== SUPPLIED DATA ==

+ + + + +

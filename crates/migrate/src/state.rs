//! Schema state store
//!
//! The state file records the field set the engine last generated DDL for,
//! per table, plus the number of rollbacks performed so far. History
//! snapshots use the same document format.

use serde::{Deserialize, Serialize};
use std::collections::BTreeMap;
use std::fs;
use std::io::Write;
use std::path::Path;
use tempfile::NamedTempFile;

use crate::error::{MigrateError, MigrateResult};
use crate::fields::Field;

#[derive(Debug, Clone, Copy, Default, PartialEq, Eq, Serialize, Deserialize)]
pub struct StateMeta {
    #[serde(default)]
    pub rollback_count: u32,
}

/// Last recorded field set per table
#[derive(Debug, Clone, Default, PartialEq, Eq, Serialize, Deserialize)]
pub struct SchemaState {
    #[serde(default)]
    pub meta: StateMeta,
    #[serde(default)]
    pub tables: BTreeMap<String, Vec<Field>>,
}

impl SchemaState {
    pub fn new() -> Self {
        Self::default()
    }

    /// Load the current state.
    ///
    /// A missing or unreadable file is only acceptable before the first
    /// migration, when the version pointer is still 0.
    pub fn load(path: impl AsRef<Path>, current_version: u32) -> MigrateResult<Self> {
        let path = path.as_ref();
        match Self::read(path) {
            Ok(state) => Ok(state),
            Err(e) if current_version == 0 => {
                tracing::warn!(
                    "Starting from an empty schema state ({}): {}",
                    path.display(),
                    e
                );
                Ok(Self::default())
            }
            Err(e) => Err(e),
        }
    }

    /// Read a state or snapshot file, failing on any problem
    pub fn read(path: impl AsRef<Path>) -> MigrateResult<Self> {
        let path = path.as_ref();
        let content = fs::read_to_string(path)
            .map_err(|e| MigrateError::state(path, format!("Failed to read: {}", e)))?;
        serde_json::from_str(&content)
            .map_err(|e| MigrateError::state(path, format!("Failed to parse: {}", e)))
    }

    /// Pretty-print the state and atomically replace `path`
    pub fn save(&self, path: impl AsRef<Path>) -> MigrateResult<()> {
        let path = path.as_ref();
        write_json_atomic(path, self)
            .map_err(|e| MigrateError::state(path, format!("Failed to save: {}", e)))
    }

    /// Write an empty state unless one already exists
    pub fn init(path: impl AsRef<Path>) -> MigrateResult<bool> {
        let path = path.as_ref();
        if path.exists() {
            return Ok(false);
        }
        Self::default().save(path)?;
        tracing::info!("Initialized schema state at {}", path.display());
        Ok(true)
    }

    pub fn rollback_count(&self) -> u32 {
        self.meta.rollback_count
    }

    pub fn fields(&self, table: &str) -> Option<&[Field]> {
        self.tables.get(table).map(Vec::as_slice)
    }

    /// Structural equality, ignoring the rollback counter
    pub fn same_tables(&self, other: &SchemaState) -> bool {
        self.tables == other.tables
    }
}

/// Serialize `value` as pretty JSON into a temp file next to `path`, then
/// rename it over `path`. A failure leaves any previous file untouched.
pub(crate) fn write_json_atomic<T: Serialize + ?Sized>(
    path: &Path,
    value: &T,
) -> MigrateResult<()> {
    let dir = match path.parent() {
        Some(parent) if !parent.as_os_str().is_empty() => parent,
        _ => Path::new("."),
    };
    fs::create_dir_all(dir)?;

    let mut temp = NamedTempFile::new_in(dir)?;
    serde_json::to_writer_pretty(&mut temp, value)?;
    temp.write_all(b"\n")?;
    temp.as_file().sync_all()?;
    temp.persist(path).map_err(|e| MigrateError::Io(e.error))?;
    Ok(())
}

+ + + + +

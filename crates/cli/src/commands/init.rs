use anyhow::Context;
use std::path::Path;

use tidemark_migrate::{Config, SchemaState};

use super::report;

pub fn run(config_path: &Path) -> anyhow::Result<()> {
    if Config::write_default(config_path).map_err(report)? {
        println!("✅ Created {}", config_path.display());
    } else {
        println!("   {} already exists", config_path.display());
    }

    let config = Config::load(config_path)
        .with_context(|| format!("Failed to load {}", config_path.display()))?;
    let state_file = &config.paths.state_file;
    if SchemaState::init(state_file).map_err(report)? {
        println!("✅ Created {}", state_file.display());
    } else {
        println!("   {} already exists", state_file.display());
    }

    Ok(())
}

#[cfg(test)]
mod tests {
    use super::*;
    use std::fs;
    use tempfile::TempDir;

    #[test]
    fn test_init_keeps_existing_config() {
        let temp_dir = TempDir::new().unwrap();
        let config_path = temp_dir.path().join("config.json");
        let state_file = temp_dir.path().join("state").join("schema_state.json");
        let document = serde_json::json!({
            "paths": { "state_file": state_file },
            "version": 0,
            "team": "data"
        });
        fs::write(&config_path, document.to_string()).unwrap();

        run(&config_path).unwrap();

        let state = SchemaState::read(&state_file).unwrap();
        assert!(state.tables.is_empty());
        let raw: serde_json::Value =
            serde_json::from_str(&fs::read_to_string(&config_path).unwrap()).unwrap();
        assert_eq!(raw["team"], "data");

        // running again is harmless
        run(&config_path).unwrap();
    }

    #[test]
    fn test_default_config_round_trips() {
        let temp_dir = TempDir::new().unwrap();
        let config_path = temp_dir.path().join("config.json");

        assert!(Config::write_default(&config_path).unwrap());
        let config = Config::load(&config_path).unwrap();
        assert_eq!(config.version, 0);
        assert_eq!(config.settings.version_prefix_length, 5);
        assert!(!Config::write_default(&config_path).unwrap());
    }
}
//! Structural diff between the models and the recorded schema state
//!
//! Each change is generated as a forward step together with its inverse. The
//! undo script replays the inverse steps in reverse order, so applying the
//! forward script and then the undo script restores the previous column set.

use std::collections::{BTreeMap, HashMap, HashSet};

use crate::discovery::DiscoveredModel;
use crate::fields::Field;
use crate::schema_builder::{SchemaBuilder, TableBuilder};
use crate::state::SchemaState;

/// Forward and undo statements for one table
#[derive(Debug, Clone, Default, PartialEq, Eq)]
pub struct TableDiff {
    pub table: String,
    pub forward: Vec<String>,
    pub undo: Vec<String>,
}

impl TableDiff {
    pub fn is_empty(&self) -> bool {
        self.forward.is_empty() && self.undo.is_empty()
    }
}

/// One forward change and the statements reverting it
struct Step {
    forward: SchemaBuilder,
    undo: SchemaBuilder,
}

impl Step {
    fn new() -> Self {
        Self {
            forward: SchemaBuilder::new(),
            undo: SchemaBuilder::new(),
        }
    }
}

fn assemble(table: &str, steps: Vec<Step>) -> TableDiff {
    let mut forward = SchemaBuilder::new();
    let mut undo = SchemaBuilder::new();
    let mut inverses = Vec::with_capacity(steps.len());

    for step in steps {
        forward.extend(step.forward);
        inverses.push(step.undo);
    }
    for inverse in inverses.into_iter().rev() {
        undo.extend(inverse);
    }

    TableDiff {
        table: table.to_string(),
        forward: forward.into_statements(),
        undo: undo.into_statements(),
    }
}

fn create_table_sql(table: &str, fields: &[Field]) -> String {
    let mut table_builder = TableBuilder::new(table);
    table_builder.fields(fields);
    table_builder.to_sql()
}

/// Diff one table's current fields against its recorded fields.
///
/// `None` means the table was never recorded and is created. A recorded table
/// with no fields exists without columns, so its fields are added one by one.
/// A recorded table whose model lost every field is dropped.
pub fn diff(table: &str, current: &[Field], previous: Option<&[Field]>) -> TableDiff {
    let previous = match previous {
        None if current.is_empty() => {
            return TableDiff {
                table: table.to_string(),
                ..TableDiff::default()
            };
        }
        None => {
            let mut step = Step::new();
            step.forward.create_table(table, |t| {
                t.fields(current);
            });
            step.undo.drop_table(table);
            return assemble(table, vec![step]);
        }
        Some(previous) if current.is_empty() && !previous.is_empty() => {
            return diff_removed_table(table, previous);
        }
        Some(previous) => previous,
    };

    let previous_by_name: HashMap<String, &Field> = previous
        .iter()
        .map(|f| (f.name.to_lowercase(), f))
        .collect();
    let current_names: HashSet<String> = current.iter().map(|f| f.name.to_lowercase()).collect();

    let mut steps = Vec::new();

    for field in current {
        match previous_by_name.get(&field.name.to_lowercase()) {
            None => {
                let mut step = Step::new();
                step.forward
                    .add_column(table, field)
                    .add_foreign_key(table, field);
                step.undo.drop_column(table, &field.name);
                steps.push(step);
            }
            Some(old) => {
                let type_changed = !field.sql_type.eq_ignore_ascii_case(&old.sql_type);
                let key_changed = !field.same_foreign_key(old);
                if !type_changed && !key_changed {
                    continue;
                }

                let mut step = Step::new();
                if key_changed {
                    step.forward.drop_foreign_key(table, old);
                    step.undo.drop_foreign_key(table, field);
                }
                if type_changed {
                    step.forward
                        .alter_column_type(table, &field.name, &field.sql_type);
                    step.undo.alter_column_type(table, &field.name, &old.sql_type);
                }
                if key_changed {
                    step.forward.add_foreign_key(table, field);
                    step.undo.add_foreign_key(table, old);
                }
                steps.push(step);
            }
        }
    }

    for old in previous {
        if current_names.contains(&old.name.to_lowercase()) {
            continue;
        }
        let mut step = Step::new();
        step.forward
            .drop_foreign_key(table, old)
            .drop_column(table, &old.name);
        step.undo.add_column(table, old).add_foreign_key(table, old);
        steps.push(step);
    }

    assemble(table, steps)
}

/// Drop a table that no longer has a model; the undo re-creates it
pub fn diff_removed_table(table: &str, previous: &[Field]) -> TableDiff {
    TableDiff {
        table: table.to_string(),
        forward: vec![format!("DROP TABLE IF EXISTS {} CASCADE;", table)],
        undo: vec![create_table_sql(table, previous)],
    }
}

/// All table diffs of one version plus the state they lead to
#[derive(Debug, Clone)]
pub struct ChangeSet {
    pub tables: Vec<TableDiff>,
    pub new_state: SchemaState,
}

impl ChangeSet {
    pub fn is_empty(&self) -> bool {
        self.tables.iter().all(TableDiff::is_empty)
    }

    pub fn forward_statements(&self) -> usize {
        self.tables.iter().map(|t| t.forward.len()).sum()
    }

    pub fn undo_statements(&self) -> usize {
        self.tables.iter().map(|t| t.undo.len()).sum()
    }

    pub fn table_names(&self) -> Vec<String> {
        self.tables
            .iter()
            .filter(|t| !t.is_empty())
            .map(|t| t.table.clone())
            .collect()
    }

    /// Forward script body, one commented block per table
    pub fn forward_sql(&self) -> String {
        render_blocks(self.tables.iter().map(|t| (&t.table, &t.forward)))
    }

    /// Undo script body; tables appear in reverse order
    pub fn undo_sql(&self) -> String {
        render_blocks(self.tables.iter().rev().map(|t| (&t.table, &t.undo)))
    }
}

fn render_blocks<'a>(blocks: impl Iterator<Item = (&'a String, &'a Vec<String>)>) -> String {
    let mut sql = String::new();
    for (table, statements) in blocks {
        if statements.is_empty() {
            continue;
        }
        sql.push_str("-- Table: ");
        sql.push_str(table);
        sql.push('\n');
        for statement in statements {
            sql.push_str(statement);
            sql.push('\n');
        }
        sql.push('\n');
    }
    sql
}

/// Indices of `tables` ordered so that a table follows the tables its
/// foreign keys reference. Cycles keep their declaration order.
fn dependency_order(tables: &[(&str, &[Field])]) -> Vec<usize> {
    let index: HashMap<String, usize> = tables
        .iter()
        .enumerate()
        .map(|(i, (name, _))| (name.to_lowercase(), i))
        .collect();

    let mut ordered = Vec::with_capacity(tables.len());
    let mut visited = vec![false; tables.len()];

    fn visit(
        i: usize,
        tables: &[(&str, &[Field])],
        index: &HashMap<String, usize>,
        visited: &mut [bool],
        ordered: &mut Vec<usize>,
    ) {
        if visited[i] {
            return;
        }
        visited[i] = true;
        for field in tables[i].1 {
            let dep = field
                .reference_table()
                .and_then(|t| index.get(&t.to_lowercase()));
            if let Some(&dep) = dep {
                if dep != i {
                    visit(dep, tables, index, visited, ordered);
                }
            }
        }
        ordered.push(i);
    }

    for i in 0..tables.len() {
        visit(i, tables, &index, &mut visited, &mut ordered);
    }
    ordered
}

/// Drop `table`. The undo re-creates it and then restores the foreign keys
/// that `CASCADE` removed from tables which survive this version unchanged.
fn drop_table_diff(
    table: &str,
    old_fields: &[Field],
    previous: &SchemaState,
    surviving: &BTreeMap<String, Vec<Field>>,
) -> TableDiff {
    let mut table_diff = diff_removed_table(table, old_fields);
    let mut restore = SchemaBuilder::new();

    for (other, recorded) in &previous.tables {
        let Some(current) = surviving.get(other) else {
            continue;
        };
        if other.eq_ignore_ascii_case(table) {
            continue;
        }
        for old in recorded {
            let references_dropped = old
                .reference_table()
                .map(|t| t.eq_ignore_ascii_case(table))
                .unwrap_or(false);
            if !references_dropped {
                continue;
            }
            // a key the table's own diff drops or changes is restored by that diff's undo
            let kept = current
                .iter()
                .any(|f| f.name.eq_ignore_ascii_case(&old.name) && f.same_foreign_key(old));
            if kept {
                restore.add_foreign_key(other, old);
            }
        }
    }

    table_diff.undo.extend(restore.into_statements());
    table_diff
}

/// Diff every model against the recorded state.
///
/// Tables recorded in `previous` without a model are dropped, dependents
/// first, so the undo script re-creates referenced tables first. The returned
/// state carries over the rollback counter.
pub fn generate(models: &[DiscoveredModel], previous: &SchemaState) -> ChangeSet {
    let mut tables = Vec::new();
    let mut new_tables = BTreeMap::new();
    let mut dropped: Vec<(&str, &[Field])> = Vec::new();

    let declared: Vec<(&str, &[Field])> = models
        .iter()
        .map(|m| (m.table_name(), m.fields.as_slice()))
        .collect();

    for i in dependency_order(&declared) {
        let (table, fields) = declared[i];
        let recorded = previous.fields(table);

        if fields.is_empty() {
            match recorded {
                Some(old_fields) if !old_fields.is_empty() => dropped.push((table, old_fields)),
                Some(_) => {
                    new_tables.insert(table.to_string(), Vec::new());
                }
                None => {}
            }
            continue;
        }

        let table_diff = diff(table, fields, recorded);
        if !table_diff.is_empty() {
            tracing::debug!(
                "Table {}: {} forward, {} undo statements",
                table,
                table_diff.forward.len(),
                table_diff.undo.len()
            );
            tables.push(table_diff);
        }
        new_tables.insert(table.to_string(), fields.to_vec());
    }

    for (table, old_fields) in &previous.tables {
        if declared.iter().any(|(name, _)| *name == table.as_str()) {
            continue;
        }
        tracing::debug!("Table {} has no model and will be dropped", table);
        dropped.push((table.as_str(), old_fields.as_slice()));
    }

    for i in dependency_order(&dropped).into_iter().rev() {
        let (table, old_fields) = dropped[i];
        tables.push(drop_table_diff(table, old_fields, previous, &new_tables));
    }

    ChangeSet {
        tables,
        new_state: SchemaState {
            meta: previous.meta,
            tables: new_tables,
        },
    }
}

+ + + + +

== TASK ==
Using the entries above, find all lines with "document". Copy them.

== WORKED SOLUTION ==
//! snapshots use the same document format.
        let document = serde_json::json!({
        fs::write(&config_path, document.to_string()).unwrap();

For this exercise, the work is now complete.